Merge tag 'net-next-6.9' of git://git.kernel.org/pub/scm/linux/kernel/git/netdev/net-next

Pull networking updates from Jakub Kicinski:
 "Core & protocols:

   - Large effort by Eric to lower rtnl_lock pressure and remove locks:

      - Make commonly used parts of rtnetlink (address, route dumps
        etc) lockless, protected by RCU instead of rtnl_lock.

      - Add a netns exit callback which already holds rtnl_lock,
        allowing netns exit to take rtnl_lock once in the core instead
        of once for each driver / callback.

      - Remove locks / serialization in the socket diag interface.

      - Remove 6 calls to synchronize_rcu() while holding rtnl_lock.

      - Remove the dev_base_lock, depend on RCU where necessary.

   - Support busy polling on a per-epoll context basis. Poll length and
     budget parameters can be set independently of system defaults.

   - Introduce struct net_hotdata, to make sure read-mostly global
     config variables fit in as few cache lines as possible.

   - Add optional per-nexthop statistics to ease monitoring / debug of
     ECMP imbalance problems.

   - Support TCP_NOTSENT_LOWAT in MPTCP.

   - Ensure that IPv6 temporary addresses' preferred lifetimes are long
     enough, compared to other configured lifetimes, and at least 2 sec.

   - Support forwarding of ICMP Error messages in IPSec, per RFC 4301.

   - Add support for the independent control state machine for bonding
     per IEEE 802.1AX-2008 5.4.15 in addition to the existing coupled
     control state machine.

   - Add "network ID" to MCTP socket APIs to support hosts with multiple
     disjoint MCTP networks.

   - Re-use the mono_delivery_time skbuff bit for packets which user
     space wants to be sent at a specified time. Maintain the timing
     information while traversing veth links, bridge etc.

   - Take advantage of MSG_SPLICE_PAGES for RxRPC DATA and ACK packets.

   - Simplify many places iterating over netdevs by using an xarray
     instead of a hash table walk (hash table remains in place, for use
     on fastpaths).

   - Speed up scanning for expired routes by keeping a dedicated list.

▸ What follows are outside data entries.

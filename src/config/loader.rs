// file: src/config/loader.rs
// version: 1.0.0
// guid: f8a85d32-325e-45d3-9059-5a28ec2b0a8b

//! Layered configuration loading with environment variable substitution

use super::DeployConfig;
use crate::error::{DeployError, Result};
use regex::Regex;
use std::collections::HashMap;
use std::fs;
use std::path::{Path, PathBuf};
use tracing::{debug, info};

/// Project-level configuration file looked up in the application directory
pub const PROJECT_CONFIG_FILE: &str = "deploy.toml";

/// Configuration loader: defaults, user file, project file, explicit file, env
pub struct ConfigLoader {
    env_vars: HashMap<String, String>,
    user_config: Option<PathBuf>,
}

impl ConfigLoader {
    /// Create a new config loader
    pub fn new() -> Self {
        Self {
            env_vars: std::env::vars().collect(),
            user_config: Self::user_config_path(),
        }
    }

    /// Loader that ignores the process environment and the user config file
    pub fn isolated() -> Self {
        Self {
            env_vars: HashMap::new(),
            user_config: None,
        }
    }

    /// Get the user configuration file path
    fn user_config_path() -> Option<PathBuf> {
        dirs::config_dir().map(|dir| dir.join("gateway-deploy").join("config.toml"))
    }

    /// Set environment variable for substitution and overrides
    pub fn set_env_var(&mut self, key: impl Into<String>, value: impl Into<String>) {
        self.env_vars.insert(key.into(), value.into());
    }

    /// Load the effective configuration for an application directory
    pub fn load(&self, app_dir: &Path, explicit: Option<&Path>) -> Result<DeployConfig> {
        let mut merged = toml::Value::Table(toml::map::Map::new());

        if let Some(user_config) = &self.user_config {
            if user_config.exists() {
                info!("Loading user configuration from: {}", user_config.display());
                merge_values(&mut merged, self.read_layer(user_config)?);
            }
        }

        let project_config = app_dir.join(PROJECT_CONFIG_FILE);
        if project_config.exists() {
            info!(
                "Loading project configuration from: {}",
                project_config.display()
            );
            merge_values(&mut merged, self.read_layer(&project_config)?);
        }

        if let Some(path) = explicit {
            info!("Loading configuration from: {}", path.display());
            merge_values(&mut merged, self.read_layer(path)?);
        }

        // Well-formed TOML with the wrong value types surfaces as DeployError::Toml
        let config: DeployConfig = merged.try_into()?;

        let config = self.apply_env_overrides(config)?;
        let config = expand_paths(config);
        config.validate()?;

        debug!("Final configuration: {:#?}", config);
        Ok(config)
    }

    fn read_layer(&self, path: &Path) -> Result<toml::Value> {
        let content = fs::read_to_string(path).map_err(|e| {
            DeployError::config(format!(
                "Failed to read config file {}: {}",
                path.display(),
                e
            ))
        })?;

        let expanded = self.expand_env_vars(&content)?;
        toml::from_str(&expanded).map_err(|e| {
            DeployError::config(format!(
                "Failed to parse config file {}: {}",
                path.display(),
                e
            ))
        })
    }

    /// Expand `${VAR}` references in configuration content
    fn expand_env_vars(&self, content: &str) -> Result<String> {
        let re = Regex::new(r"\$\{([^}]+)\}")
            .map_err(|e| DeployError::config(format!("Invalid regex pattern: {}", e)))?;

        let mut result = content.to_string();
        let mut missing_vars = Vec::new();

        for cap in re.captures_iter(content) {
            let var_name = &cap[1];
            let placeholder = &cap[0];

            if let Some(value) = self.env_vars.get(var_name) {
                result = result.replace(placeholder, value);
            } else {
                missing_vars.push(var_name.to_string());
            }
        }

        if !missing_vars.is_empty() {
            return Err(DeployError::config(format!(
                "Missing environment variables: {}",
                missing_vars.join(", ")
            )));
        }

        Ok(result)
    }

    /// Apply `GATEWAY_DEPLOY_*` environment variable overrides
    fn apply_env_overrides(&self, mut config: DeployConfig) -> Result<DeployConfig> {
        if let Some(name) = self.env_vars.get("GATEWAY_DEPLOY_SERVICE") {
            config.service.name = name.clone();
        }

        if let Some(dir) = self.env_vars.get("GATEWAY_DEPLOY_UNIT_DIR") {
            config.service.unit_dir = PathBuf::from(dir);
        }

        if let Some(delay) = self.env_vars.get("GATEWAY_DEPLOY_ACTIVATION_DELAY") {
            config.service.activation_delay_secs = delay.parse().map_err(|_| {
                DeployError::config(format!(
                    "GATEWAY_DEPLOY_ACTIVATION_DELAY must be a number of seconds, got '{}'",
                    delay
                ))
            })?;
        }

        if let Some(interpreter) = self.env_vars.get("GATEWAY_DEPLOY_INTERPRETER") {
            config.runtime.interpreter = interpreter.clone();
        }

        if let Some(url) = self.env_vars.get("GATEWAY_DEPLOY_HEALTH_URL") {
            config.readiness.health_url = url.clone();
        }

        Ok(config)
    }
}

impl Default for ConfigLoader {
    fn default() -> Self {
        Self::new()
    }
}

/// Deep-merge `overlay` into `base`; tables merge key by key, other values replace
fn merge_values(base: &mut toml::Value, overlay: toml::Value) {
    match (base, overlay) {
        (toml::Value::Table(base_table), toml::Value::Table(overlay_table)) => {
            for (key, value) in overlay_table {
                match base_table.get_mut(&key) {
                    Some(existing) => merge_values(existing, value),
                    None => {
                        base_table.insert(key, value);
                    }
                }
            }
        }
        (base, overlay) => *base = overlay,
    }
}

fn expand_tilde(path: &Path) -> PathBuf {
    let raw = path.to_string_lossy();
    PathBuf::from(shellexpand::tilde(raw.as_ref()).into_owned())
}

fn expand_paths(mut config: DeployConfig) -> DeployConfig {
    config.paths.venv_dir = expand_tilde(&config.paths.venv_dir);
    config.paths.requirements = expand_tilde(&config.paths.requirements);
    config.paths.env_file = expand_tilde(&config.paths.env_file);
    config.paths.env_template = expand_tilde(&config.paths.env_template);
    config.paths.log_dir = expand_tilde(&config.paths.log_dir);
    config.service.unit_dir = expand_tilde(&config.service.unit_dir);
    config
}
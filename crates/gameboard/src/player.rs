//! Player records and the active-player pointer.

use crate::Mark;
use derive_getters::Getters;
use serde::{Deserialize, Serialize};

/// A named participant holding one mark for the whole game.
#[derive(Debug, Clone, PartialEq, Eq, Getters, Serialize, Deserialize, derive_new::new)]
pub struct Player {
    /// Display name.
    #[new(into)]
    name: String,
    /// Mark placed by this player.
    mark: Mark,
}

/// Which of the two players is meant.
#[derive(Debug, Clone, Copy, PartialEq, Eq, Hash, Default, Serialize, Deserialize)]
pub enum Seat {
    /// Plays X and moves first.
    #[default]
    One,
    /// Plays O.
    Two,
}

impl Seat {
    /// Returns the other seat.
    pub fn toggle(self) -> Self {
        match self {
            Seat::One => Seat::Two,
            Seat::Two => Seat::One,
        }
    }

    /// Index into a two-element player array.
    pub fn index(self) -> usize {
        match self {
            Seat::One => 0,
            Seat::Two => 1,
        }
    }

    /// Fixed mark of the seat.
    pub fn mark(self) -> Mark {
        match self {
            Seat::One => Mark::X,
            Seat::Two => Mark::O,
        }
    }
}
//! Command-line interface for gameboard.

use clap::Parser;
use gameboard::{ConfigError, GameConfig, Opponent, TurnPolicy};
use std::path::PathBuf;
use tracing::{debug, instrument};

/// Gameboard - tic-tac-toe against a first-empty-cell computer
#[derive(Parser, Debug)]
#[command(name = "gameboard")]
#[command(about = "Play tic-tac-toe in the terminal", long_about = None)]
#[command(version)]
pub struct Cli {
    /// Path to a TOML game config
    #[arg(short, long)]
    pub config: Option<PathBuf>,

    /// Name of player one (X)
    #[arg(long)]
    pub player_one: Option<String>,

    /// Name of player two (O)
    #[arg(long)]
    pub player_two: Option<String>,

    /// Who controls player two (computer or human)
    #[arg(long)]
    pub opponent: Option<Opponent>,

    /// Keep the turn when a move lands on an occupied cell
    #[arg(long)]
    pub strict_turns: bool,

    /// Pause before a finished game restarts, in milliseconds
    #[arg(long, default_value = "1000")]
    pub restart_delay_ms: u64,

    /// Write logs to this file instead of stderr
    #[arg(long)]
    pub log_file: Option<PathBuf>,

    /// Print the final state as JSON on exit
    #[arg(long)]
    pub json: bool,
}

impl Cli {
    /// Builds the game config: defaults, then the config file, then the
    /// environment, then flags.
    #[instrument(skip(self))]
    pub fn game_config(&self) -> Result<GameConfig, ConfigError> {
        let mut config = match &self.config {
            Some(path) => GameConfig::from_file(path)?,
            None => GameConfig::default(),
        }
        .with_env_overrides();

        if let Some(name) = &self.player_one {
            config = config.with_player_one_name(name.as_str());
        }
        if let Some(name) = &self.player_two {
            config = config.with_player_two_name(name.as_str());
        }
        if let Some(opponent) = self.opponent {
            config = config.with_opponent(opponent);
        }
        if self.strict_turns {
            config = config.with_turn_policy(TurnPolicy::AdvanceOnAccept);
        }

        debug!(?config, "Resolved game config");
        Ok(config)
    }
}

#[cfg(test)]
mod tests {
    use super::*;

    #[test]
    fn test_flags_override_defaults() {
        let cli = Cli::parse_from([
            "gameboard",
            "--player-one",
            "Ana",
            "--opponent",
            "human",
            "--strict-turns",
        ]);
        let config = cli.game_config().expect("No config file involved");
        assert_eq!(config.player_one_name(), "Ana");
        assert_eq!(*config.opponent(), Opponent::Human);
        assert_eq!(*config.turn_policy(), TurnPolicy::AdvanceOnAccept);
    }

    #[test]
    fn test_defaults() {
        let cli = Cli::parse_from(["gameboard"]);
        assert_eq!(cli.restart_delay_ms, 1000);
        assert!(!cli.json);
        assert!(cli.config.is_none());
    }

    #[test]
    fn test_rejects_unknown_opponent() {
        assert!(Cli::try_parse_from(["gameboard", "--opponent", "minimax"]).is_err());
    }
}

   - Speed up "generic" XDP by trying harder to avoid large allocations.

   - Support attaching arbitrary metadata to netconsole messages.

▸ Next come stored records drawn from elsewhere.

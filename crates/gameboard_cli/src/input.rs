//! Parses one line of user input into a command.

use derive_more::{Display, Error};
use gameboard::Coordinates;
use tracing::instrument;

/// Something the player asked for.
#[derive(Debug, Clone, Copy, PartialEq, Eq)]
pub enum Command {
    /// Drop a token at a row and column (0-based, not yet validated).
    Move {
        /// Requested row.
        row: usize,
        /// Requested column.
        column: usize,
    },
    /// Start a new game without scoring the current one.
    Reset,
    /// Show the score.
    Score,
    /// Show the accepted commands.
    Help,
    /// Leave the game.
    Quit,
}

/// Input that could not be understood.
#[derive(Debug, Clone, PartialEq, Eq, Display, Error)]
pub enum InputError {
    /// Blank line.
    #[display("Empty input")]
    Empty,
    /// Keypad digit outside 1-9.
    #[display("Keypad position {_0} is not between 1 and 9")]
    Keypad(#[error(not(source))] u32),
    /// Anything else.
    #[display("Unrecognized input: {_0:?}")]
    Unrecognized(#[error(not(source))] String),
}

/// Usage text shown for `help`.
pub const HELP: &str = "Enter `row column` (0-2 each, e.g. `1 2` or `1,2`), \
a keypad digit 1-9, `reset`, `score`, `help` or `quit`.";

/// Parses a line such as `1 2`, `1,2`, `5`, `reset` or `quit`.
#[instrument]
pub fn parse_command(line: &str) -> Result<Command, InputError> {
    let trimmed = line.trim();
    if trimmed.is_empty() {
        return Err(InputError::Empty);
    }

    match trimmed.to_lowercase().as_str() {
        "reset" | "restart" | "r" => return Ok(Command::Reset),
        "score" | "s" => return Ok(Command::Score),
        "help" | "h" | "?" => return Ok(Command::Help),
        "quit" | "exit" | "q" => return Ok(Command::Quit),
        _ => {}
    }

    let parts: Vec<&str> = trimmed
        .split(|c: char| c == ',' || c.is_whitespace())
        .filter(|part| !part.is_empty())
        .collect();
    let unrecognized = || InputError::Unrecognized(trimmed.to_string());

    match parts.as_slice() {
        [digit] => {
            let key: u32 = digit.parse().map_err(|_| unrecognized())?;
            let at = (key as usize)
                .checked_sub(1)
                .and_then(Coordinates::from_index)
                .ok_or(InputError::Keypad(key))?;
            Ok(Command::Move {
                row: at.row(),
                column: at.column(),
            })
        }
        [row, column] => Ok(Command::Move {
            row: row.parse().map_err(|_| unrecognized())?,
            column: column.parse().map_err(|_| unrecognized())?,
        }),
        _ => Err(unrecognized()),
    }
}

#[cfg(test)]
mod tests {
    use super::*;

    #[test]
    fn test_row_column_pairs() {
        assert_eq!(parse_command("1 2"), Ok(Command::Move { row: 1, column: 2 }));
        assert_eq!(parse_command(" 0,2 "), Ok(Command::Move { row: 0, column: 2 }));
        assert_eq!(parse_command("2, 0"), Ok(Command::Move { row: 2, column: 0 }));
    }

    #[test]
    fn test_out_of_range_pair_is_left_to_the_game() {
        assert_eq!(parse_command("3 1"), Ok(Command::Move { row: 3, column: 1 }));
    }

    #[test]
    fn test_keypad_digits() {
        assert_eq!(parse_command("1"), Ok(Command::Move { row: 0, column: 0 }));
        assert_eq!(parse_command("5"), Ok(Command::Move { row: 1, column: 1 }));
        assert_eq!(parse_command("9"), Ok(Command::Move { row: 2, column: 2 }));
        assert_eq!(parse_command("4"), Ok(Command::Move { row: 1, column: 0 }));
        assert_eq!(parse_command("0"), Err(InputError::Keypad(0)));
        assert_eq!(parse_command("10"), Err(InputError::Keypad(10)));
    }

    #[test]
    fn test_words() {
        assert_eq!(parse_command("RESET"), Ok(Command::Reset));
        assert_eq!(parse_command("score"), Ok(Command::Score));
        assert_eq!(parse_command("q"), Ok(Command::Quit));
        assert_eq!(parse_command("?"), Ok(Command::Help));
    }

    #[test]
    fn test_rejects_garbage() {
        assert_eq!(parse_command("   "), Err(InputError::Empty));
        assert!(matches!(parse_command("a b"), Err(InputError::Unrecognized(_))));
        assert!(matches!(parse_command("1 2 3"), Err(InputError::Unrecognized(_))));
        assert!(matches!(parse_command("-1 0"), Err(InputError::Unrecognized(_))));
    }
}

  Things we sprinkled into general kernel code:

   - Enforce VM_IOREMAP flag and range in ioremap_page_range and
     introduce VM_SPARSE kind and vm_area_[un]map_pages (used by
     bpf_arena).

   - Rework selftest harness to enable the use of the full range of ksft
     exit code (pass, fail, skip, xfail, xpass).

  Netfilter:

   - Allow userspace to define a table that is exclusively owned by a
     daemon (via netlink socket aliveness) without auto-removing this
     table when the userspace program exits. Such table gets marked as
     orphaned and a restarting management daemon can re-attach/regain
     ownership.

   - Speed up element insertions to nftables' concatenated-ranges set
     type. Compact a few related data structures.

  BPF:

   - Add BPF token support for delegating a subset of BPF subsystem
     functionality from privileged system-wide daemons such as systemd
     through special mount options for userns-bound BPF fs to a trusted
     & unprivileged application.

   - Introduce bpf_arena which is sparse shared memory region between
     BPF program and user space where structures inside the arena can
     have pointers to other areas of the arena, and pointers work
     seamlessly for both user-space programs and BPF programs.

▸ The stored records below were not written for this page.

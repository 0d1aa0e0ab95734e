//! Tracing subscriber setup.

use anyhow::{Context, Result};
use std::io;
use std::path::Path;
use tracing_subscriber::EnvFilter;

/// Filter used when `RUST_LOG` is not set.
pub const DEFAULT_LOG_FILTER: &str = "info";

/// `RUST_LOG` if set, otherwise [`DEFAULT_LOG_FILTER`].
pub fn env_filter() -> EnvFilter {
    EnvFilter::try_from_default_env().unwrap_or_else(|_| EnvFilter::new(DEFAULT_LOG_FILTER))
}

/// Installs the global subscriber.
///
/// Logs go to a file when given, otherwise to stderr so they don't mix
/// with the board on stdout.
pub fn init_tracing(log_file: Option<&Path>) -> Result<()> {
    let result = match log_file {
        Some(path) => {
            let file = std::fs::File::create(path)
                .with_context(|| format!("Failed to create log file {}", path.display()))?;
            tracing_subscriber::fmt()
                .with_env_filter(env_filter())
                .with_writer(std::sync::Arc::new(file))
                .with_ansi(false)
                .try_init()
        }
        None => tracing_subscriber::fmt()
            .with_env_filter(env_filter())
            .with_writer(io::stderr)
            .try_init(),
    };
    result.map_err(|e| anyhow::anyhow!("Failed to initialize tracing: {}", e))
}
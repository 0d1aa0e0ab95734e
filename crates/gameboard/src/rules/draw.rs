//! Draw detection logic for tic-tac-toe.

use super::win::check_winner;
use crate::Grid;
use tracing::instrument;

/// Checks if the grid is full (all cells marked).
#[instrument]
pub fn is_full(grid: &Grid) -> bool {
    grid.iter().flatten().all(|value| !value.is_empty())
}

/// A full grid with no winner.
#[instrument]
pub fn is_draw(grid: &Grid) -> bool {
    is_full(grid) && check_winner(grid).is_none()
}

#[cfg(test)]
mod tests {
    use super::*;
    use crate::{CellValue, Mark};

    const E: CellValue = CellValue::Empty;
    const X: CellValue = CellValue::Marked(Mark::X);
    const O: CellValue = CellValue::Marked(Mark::O);

    #[test]
    fn test_empty_grid_not_full() {
        assert!(!is_full(&[[E; 3]; 3]));
    }

    #[test]
    fn test_partial_grid_not_full() {
        let grid = [[X, O, X], [O, E, X], [O, X, O]];
        assert!(!is_full(&grid));
        assert!(!is_draw(&grid));
    }

    #[test]
    fn test_draw_detection() {
        // X O X / O X X / O X O
        let grid = [[X, O, X], [O, X, X], [O, X, O]];
        assert!(is_full(&grid));
        assert!(is_draw(&grid));
    }

    #[test]
    fn test_not_draw_if_winner() {
        let grid = [[X, X, X], [O, O, X], [X, O, O]];
        assert!(is_full(&grid));
        assert!(!is_draw(&grid));
    }
}
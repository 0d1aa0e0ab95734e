//! The 3x3 board and its placement rules.

use crate::types::{CellValue, Grid, SIZE};
use crate::{Cell, Coordinates, Mark};
use serde::{Deserialize, Serialize};
use tracing::{debug, instrument};

/// Result of dropping a token onto the board.
#[derive(Debug, Clone, Copy, PartialEq, Eq, Serialize, Deserialize)]
pub enum DropOutcome {
    /// The cell was empty and now holds the token.
    Placed,
    /// The cell already held the carried mark; nothing changed.
    Occupied(Mark),
}

/// 3x3 tic-tac-toe board.
#[derive(Debug, Clone, PartialEq, Eq, Default)]
pub struct Board {
    /// Cells in row-major order.
    grid: [[Cell; SIZE]; SIZE],
}

impl Board {
    /// Creates a new empty board.
    #[instrument]
    pub fn new() -> Self {
        Self {
            grid: [[Cell::new(); SIZE]; SIZE],
        }
    }

    /// Read-only view of the cells.
    pub fn grid(&self) -> &[[Cell; SIZE]; SIZE] {
        &self.grid
    }

    /// Returns the cell at the given position.
    pub fn cell(&self, at: Coordinates) -> &Cell {
        &self.grid[at.row()][at.column()]
    }

    /// Copies every cell value out of the board.
    pub fn snapshot(&self) -> Grid {
        self.grid.map(|row| row.map(|cell| cell.value()))
    }

    /// Places `mark` at `at` unless the cell is already taken.
    ///
    /// An occupied cell is left untouched and reported as
    /// [`DropOutcome::Occupied`].
    #[instrument(skip(self))]
    pub fn drop_token(&mut self, at: Coordinates, mark: Mark) -> DropOutcome {
        let cell = &mut self.grid[at.row()][at.column()];
        if let CellValue::Marked(existing) = cell.value() {
            debug!(?existing, "Cell already taken, ignoring drop");
            return DropOutcome::Occupied(existing);
        }
        cell.add_token(mark);
        DropOutcome::Placed
    }

    /// Renders every cell value, one row per line.
    #[instrument(skip(self))]
    pub fn print_board(&self) -> String {
        let rendered = self
            .grid
            .iter()
            .map(|row| {
                let values: Vec<String> =
                    row.iter().map(|c| c.value().symbol().to_string()).collect();
                format!("[{}]", values.join(", "))
            })
            .collect::<Vec<_>>()
            .join("\n");
        debug!(board = %rendered, "Board state");
        rendered
    }

    /// Replaces every cell with a fresh empty one.
    #[instrument(skip(self))]
    pub fn reset(&mut self) {
        for row in self.grid.iter_mut() {
            for cell in row.iter_mut() {
                *cell = Cell::new();
            }
        }
    }

    /// Returns the first empty position in row-major order.
    pub fn first_empty(&self) -> Option<Coordinates> {
        self.empty_cells().next()
    }

    /// Iterates over empty positions in row-major order.
    pub fn empty_cells(&self) -> impl Iterator<Item = Coordinates> + '_ {
        Coordinates::all().filter(|at| self.cell(*at).is_empty())
    }

    /// Checks if every cell holds a mark.
    pub fn is_full(&self) -> bool {
        self.first_empty().is_none()
    }
}

/// Draws the board with keypad numbers (1-9) in empty cells.
impl std::fmt::Display for Board {
    fn fmt(&self, f: &mut std::fmt::Formatter<'_>) -> std::fmt::Result {
        for (r, row) in self.grid.iter().enumerate() {
            for (c, cell) in row.iter().enumerate() {
                let symbol = match cell.value() {
                    CellValue::Empty => char::from_digit((r * SIZE + c + 1) as u32, 10)
                        .unwrap_or('.'),
                    CellValue::Marked(mark) => mark.symbol(),
                };
                write!(f, "{symbol}")?;
                if c < SIZE - 1 {
                    write!(f, "|")?;
                }
            }
            if r < SIZE - 1 {
                write!(f, "\n-+-+-\n")?;
            }
        }
        Ok(())
    }
}

#[cfg(test)]
mod tests {
    use super::*;

    fn at(row: usize, column: usize) -> Coordinates {
        Coordinates::new(row, column).expect("in range")
    }

    #[test]
    fn test_drop_on_empty_sets_only_that_cell() {
        for target in Coordinates::all() {
            let mut board = Board::new();
            assert_eq!(board.drop_token(target, Mark::X), DropOutcome::Placed);
            for other in Coordinates::all() {
                let expected = if other == target {
                    CellValue::Marked(Mark::X)
                } else {
                    CellValue::Empty
                };
                assert_eq!(board.cell(other).value(), expected);
            }
        }
    }

    #[test]
    fn test_drop_on_occupied_is_ignored() {
        let mut board = Board::new();
        board.drop_token(at(1, 1), Mark::X);
        let before = board.snapshot();

        assert_eq!(
            board.drop_token(at(1, 1), Mark::O),
            DropOutcome::Occupied(Mark::X)
        );
        assert_eq!(board.snapshot(), before);
        assert_eq!(board.cell(at(1, 1)).value(), CellValue::Marked(Mark::X));
    }

    #[test]
    fn test_reset_empties_every_cell() {
        let mut board = Board::new();
        for (i, target) in Coordinates::all().enumerate() {
            let mark = if i % 2 == 0 { Mark::X } else { Mark::O };
            board.drop_token(target, mark);
        }
        assert!(board.is_full());

        board.reset();
        assert!(board.grid().iter().flatten().all(Cell::is_empty));
        assert_eq!(board, Board::new());
    }

    #[test]
    fn test_first_empty_is_row_major() {
        let mut board = Board::new();
        assert_eq!(board.first_empty(), Some(at(0, 0)));
        board.drop_token(at(0, 0), Mark::X);
        board.drop_token(at(0, 1), Mark::O);
        assert_eq!(board.first_empty(), Some(at(0, 2)));
    }

    #[test]
    fn test_print_board() {
        let mut board = Board::new();
        board.drop_token(at(0, 0), Mark::X);
        board.drop_token(at(2, 1), Mark::O);
        assert_eq!(board.print_board(), "[X, ., .]\n[., ., .]\n[., O, .]");
    }

    #[test]
    fn test_display_numbers_empty_cells() {
        let mut board = Board::new();
        board.drop_token(at(1, 1), Mark::O);
        assert_eq!(board.to_string(), "1|2|3\n-+-+-\n4|O|6\n-+-+-\n7|8|9");
    }
}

   - Introduce may_goto instruction that is a contract between the
     verifier and the program. The verifier allows the program to loop
     assuming it's behaving well, but reserves the right to terminate
     it.

   - Extend the BPF verifier to enable static subprog calls in spin lock
     critical sections.

   - Support registration of struct_ops types from modules which helps
     projects like fuse-bpf that seeks to implement a new struct_ops
     type.

   - Add support for retrieval of cookies for perf/kprobe multi links.

   - Support arbitrary TCP SYN cookie generation / validation in the TC
     layer with BPF to allow creating SYN flood handling in BPF
     firewalls.

   - Add code generation to inline the bpf_kptr_xchg() helper which
     improves performance when stashing/popping the allocated BPF
     objects.

  Wireless:

   - Add SPP (signaling and payload protected) AMSDU support.

   - Support wider bandwidth OFDMA, as required for EHT operation.

  Driver API:

   - Major overhaul of the Energy Efficient Ethernet internals to
     support new link modes (2.5GE, 5GE), share more code between
     drivers (especially those using phylib), and encourage more
     uniform behavior. Convert and clean up drivers.

   - Define an API for querying per netdev queue statistics from
     drivers.

   - IPSec: account in global stats for fully offloaded sessions.

   - Create a concept of Ethernet PHY Packages at the Device Tree level,
     to allow parameterizing the existing PHY package code.

   - Enable Rx hashing (RSS) on GTP protocol fields.

  Misc:

   - Improvements and refactoring all over networking selftests.

   - Create uniform module aliases for TC classifiers, actions, and
     packet schedulers to simplify creating modprobe policies.

   - Address all missing MODULE_DESCRIPTION() warnings in networking.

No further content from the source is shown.